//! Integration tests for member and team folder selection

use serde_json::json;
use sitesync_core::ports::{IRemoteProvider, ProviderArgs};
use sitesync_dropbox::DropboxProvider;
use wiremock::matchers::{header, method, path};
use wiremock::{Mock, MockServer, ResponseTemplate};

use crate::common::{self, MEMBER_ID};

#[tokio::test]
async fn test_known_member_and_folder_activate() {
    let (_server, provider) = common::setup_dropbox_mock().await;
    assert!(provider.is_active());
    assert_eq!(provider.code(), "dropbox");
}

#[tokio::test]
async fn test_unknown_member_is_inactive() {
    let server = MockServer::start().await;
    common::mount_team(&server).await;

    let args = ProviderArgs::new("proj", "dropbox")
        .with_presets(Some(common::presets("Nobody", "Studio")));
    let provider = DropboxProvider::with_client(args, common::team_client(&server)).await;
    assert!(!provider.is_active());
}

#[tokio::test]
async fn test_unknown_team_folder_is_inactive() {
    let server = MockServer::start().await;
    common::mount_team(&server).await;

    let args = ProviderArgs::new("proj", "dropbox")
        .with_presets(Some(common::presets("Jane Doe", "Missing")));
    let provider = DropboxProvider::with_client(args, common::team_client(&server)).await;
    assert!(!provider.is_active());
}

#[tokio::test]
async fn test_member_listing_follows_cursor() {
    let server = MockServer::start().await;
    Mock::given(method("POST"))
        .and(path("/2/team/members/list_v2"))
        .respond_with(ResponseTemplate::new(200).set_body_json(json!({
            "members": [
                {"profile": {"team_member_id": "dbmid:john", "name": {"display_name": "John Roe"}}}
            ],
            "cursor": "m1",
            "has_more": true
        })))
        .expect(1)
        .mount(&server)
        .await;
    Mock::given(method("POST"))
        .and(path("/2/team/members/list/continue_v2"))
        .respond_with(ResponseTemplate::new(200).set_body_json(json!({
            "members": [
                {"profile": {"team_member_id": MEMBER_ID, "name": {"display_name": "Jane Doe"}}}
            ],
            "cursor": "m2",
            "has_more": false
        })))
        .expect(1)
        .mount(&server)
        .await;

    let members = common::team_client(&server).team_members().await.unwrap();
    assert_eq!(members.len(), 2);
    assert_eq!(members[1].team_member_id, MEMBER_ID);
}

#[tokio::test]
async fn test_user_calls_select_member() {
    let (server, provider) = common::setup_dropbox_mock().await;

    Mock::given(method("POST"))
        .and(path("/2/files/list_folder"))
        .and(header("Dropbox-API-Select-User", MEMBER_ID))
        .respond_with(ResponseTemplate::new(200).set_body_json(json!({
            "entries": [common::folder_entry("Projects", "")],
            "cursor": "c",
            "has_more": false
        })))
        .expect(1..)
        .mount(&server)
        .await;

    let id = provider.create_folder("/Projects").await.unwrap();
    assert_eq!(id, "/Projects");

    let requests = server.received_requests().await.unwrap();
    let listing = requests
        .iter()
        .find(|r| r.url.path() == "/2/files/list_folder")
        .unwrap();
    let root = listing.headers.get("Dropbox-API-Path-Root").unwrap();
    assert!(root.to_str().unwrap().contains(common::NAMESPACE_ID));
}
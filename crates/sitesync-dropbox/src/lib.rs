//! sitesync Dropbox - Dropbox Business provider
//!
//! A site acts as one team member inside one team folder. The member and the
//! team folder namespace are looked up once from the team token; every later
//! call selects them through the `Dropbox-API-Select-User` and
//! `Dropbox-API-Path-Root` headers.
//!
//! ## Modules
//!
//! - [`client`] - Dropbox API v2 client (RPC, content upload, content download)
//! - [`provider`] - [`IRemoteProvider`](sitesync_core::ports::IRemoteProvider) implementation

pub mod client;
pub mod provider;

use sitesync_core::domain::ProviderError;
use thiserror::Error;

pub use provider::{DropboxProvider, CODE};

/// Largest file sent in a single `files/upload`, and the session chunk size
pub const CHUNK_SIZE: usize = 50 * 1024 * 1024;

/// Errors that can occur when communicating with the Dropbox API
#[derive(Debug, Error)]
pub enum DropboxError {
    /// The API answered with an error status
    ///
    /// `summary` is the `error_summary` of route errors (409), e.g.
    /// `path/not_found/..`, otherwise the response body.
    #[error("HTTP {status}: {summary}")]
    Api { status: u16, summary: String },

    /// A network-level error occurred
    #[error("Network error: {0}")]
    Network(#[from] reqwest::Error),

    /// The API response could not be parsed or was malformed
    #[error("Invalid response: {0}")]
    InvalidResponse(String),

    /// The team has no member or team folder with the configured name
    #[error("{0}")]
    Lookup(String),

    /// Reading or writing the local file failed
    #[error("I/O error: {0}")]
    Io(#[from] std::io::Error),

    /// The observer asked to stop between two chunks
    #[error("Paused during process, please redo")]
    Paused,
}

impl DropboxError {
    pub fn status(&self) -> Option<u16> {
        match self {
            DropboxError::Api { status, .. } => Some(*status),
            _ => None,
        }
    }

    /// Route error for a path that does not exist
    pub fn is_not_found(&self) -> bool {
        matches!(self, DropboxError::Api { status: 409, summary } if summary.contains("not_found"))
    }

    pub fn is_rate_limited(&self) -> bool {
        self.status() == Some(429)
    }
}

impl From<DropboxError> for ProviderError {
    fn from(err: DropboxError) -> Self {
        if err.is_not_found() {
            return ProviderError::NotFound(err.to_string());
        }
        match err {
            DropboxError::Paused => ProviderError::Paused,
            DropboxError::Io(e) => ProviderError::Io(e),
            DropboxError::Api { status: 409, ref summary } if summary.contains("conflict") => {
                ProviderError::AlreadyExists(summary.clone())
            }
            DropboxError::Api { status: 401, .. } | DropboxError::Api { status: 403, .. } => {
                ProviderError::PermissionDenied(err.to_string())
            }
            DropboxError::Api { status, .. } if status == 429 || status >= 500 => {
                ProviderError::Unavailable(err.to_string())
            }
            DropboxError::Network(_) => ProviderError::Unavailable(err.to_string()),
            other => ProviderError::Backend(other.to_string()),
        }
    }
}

┄┄┄┄┄┄

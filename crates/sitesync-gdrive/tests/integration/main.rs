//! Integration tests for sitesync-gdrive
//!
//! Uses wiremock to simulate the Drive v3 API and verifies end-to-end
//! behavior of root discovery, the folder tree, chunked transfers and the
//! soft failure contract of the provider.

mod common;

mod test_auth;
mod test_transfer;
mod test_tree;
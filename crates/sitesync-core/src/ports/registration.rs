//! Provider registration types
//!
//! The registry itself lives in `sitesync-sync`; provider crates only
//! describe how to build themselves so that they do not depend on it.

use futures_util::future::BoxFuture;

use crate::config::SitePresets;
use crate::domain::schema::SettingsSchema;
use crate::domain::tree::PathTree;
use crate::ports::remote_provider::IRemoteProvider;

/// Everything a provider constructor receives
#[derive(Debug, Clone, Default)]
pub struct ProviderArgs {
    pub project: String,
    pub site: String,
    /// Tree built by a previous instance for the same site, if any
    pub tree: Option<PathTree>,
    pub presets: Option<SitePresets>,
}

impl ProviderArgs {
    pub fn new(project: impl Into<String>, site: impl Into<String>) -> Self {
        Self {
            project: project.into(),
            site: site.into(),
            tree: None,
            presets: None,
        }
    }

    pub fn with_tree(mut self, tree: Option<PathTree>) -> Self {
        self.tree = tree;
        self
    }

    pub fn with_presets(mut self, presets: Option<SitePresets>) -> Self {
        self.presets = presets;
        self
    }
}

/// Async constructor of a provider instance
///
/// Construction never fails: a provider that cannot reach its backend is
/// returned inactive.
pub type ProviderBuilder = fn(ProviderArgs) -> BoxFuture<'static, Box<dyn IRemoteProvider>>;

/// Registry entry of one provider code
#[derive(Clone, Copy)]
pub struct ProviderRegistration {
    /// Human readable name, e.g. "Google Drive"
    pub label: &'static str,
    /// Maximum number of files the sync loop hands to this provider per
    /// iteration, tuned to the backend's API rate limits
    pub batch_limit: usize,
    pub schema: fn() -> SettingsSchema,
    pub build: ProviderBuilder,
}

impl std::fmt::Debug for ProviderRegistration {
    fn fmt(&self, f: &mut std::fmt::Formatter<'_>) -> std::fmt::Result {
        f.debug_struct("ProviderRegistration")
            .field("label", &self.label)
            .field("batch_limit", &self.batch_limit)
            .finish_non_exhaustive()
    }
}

┄┄┄┄┄┄

■ INSTRUCTIONS FOR THE TASK:
Using the data above, count every line that contains the word "SettingsSchema", then give the count and nothing more.

■ TASK ANSWER:
2